Mon grand-père est nommé professeur au lycée de Poitiers en 1908, ma grand-mère et lui habitent d’abord rue Saint-Jacques (aujourd’hui une allée en bordure d’une église dévolue au culte orthodoxe de tradition russe, avenue de la Libération, cependant qu’une paroisse de l’Église catholique orthodoxe de France se tient rue Émile Faguet) avant de s’installer en 1911 à la Mérigote.
Comme il allait de soi à l’époque, ma grand-mère embauche une cuisinière, Berthe Dupont, née en 1888 à Vivonne, qui épousera quelque temps plus tard Alexandre Pasquier, un ouvrier de la Compagnie du Gaz natif du hameau Puy Félix de Saint-Maurice-la-Clouère. Berthe et Alexandre habiteront toute leur vie à la Mérigote, dans la maison de gardien à l’extrémité sud du parc, ils n’auront pas d’enfants. Pendant la seconde guerre mondiale ils sont là, pendant que la famille Bloch est, dans le meilleur des cas, dispersée aux quatre coins de la planète. C’est Alexandre qui apprendra à la famille les tergiversations des acheteurs potentiels de la propriété, venus la visiter à l’invitation du Commissariat général aux questions juives, parce que c’est lui qui en détient les clés. Et quand Berthe et Alexandre auront observé l’attitude de l’officier de la Wehrmacht qui s’y est finalement installé, francophile, plus militaire que nazi, et soucieux de conserver la maison et la bibliothèque en bon état, ils feront en sorte qu’il s’y sente bien, en lui rendant service de temps en temps.
À quelle époque Berthe a-t-elle cessé d’être cuisinière de ma grand-mère ? Je l’ignore, en tout cas au plus loin que remontent mes souvenirs, dans les années 1950, elle et Alexandre étaient à la retraite, ils habitaient la maison de gardien, en échange de quoi Alexandre s’occupait du potager et du jardin et Berthe du poulailler et des lapins.

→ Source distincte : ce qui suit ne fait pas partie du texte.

pub mod conditions;
pub mod executor;
pub mod planner;
pub mod query_builder;
pub mod row_count;
pub mod session;
pub mod time_window;
pub mod validator;
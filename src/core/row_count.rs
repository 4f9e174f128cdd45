use tracing::debug;

use crate::core::query_builder::BuiltQuery;
use crate::error::QueryResult;
use crate::infra::backend::BackendSession;

pub fn wrap_count_query(sql: &str) -> String {
    format!("SELECT COUNT(*) FROM ({}) AS sub_query", sql)
}

/// 用 COUNT(*) 子查询统计总行数，参数列表原样复用主查询构建出的那一份
pub async fn estimate<S: BackendSession>(session: &mut S, query: &BuiltQuery) -> QueryResult<u64> {
    let count_sql = wrap_count_query(&query.sql);
    let total = session.count(&count_sql, &query.params).await?;
    debug!("结果总行数: {}", total);
    Ok(total)
}
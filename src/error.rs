use axum::http::StatusCode;
use thiserror::Error;

pub type QueryResult<T> = Result<T, QueryError>;

/// 用户输入校验错误：在调用点就地处理，失败时不改变任何状态
#[derive(Debug, Clone, PartialEq, Eq, Error)]
pub enum ValidationError {
    #[error("{message}")]
    InvalidValue { column: String, message: String },

    #[error("Unknown column '{column}' for table {table}")]
    UnknownColumn { table: String, column: String },

    #[error("Operator '{0}' cannot be used in a filter condition")]
    UnsupportedOperator(String),

    #[error("Output directory '{0}' must be a relative path inside the configured output directory")]
    InvalidOutputDir(String),

    #[error("Please enter a valid time window before adding conditions or executing the query.")]
    WindowNotValidated,
}

#[derive(Debug, Clone, Error)]
pub enum QueryError {
    #[error(transparent)]
    Validation(#[from] ValidationError),

    #[error("Invalid column selection: {0}")]
    Schema(String),

    #[error("Connection failed: {0}")]
    Connection(String),

    #[error("Query failed: {0}")]
    BackendQuery(String),

    #[error("Chunk file I/O failed: {0}")]
    Io(String),
}

impl QueryError {
    pub fn status_code(&self) -> StatusCode {
        match self {
            QueryError::Validation(_) | QueryError::Schema(_) => StatusCode::BAD_REQUEST,
            QueryError::Connection(_) => StatusCode::SERVICE_UNAVAILABLE,
            QueryError::BackendQuery(_) => StatusCode::BAD_GATEWAY,
            QueryError::Io(_) => StatusCode::INTERNAL_SERVER_ERROR,
        }
    }

    /// 连接阶段以外的 sqlx 错误一律视为后端查询失败
    pub fn backend(err: sqlx::Error) -> Self {
        QueryError::BackendQuery(err.to_string())
    }
}

impl From<std::io::Error> for QueryError {
    fn from(err: std::io::Error) -> Self {
        QueryError::Io(err.to_string())
    }
}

Et ils faisaient fonction de grands-parents pour mes sœurs et pour moi.
Berthe était issue d’une famille très pauvre, on transmettait dans la famille le récit d’une circonstance où elle avait été sévèrement punie par ses parents pour avoir gobé un œuf : les œufs étaient destinés à la vente au marché, pas à la consommation familiale. Nous recevions souvent la visite de sa sœur Louise Chauveau et de son mari, qui habitaient les HLM de Bel Air à Poitiers.
Alexandre était né dans une famille un tout petit peu plus prospère, il était très fier de sa nièce boulangère à Marnay, une réussite notable.
Alexandre essayait, sans grand succès, de nous rendre un peu plus dégourdis, mes sœurs et moi, de nous apprendre à planter des radis, d’autres activités agraires.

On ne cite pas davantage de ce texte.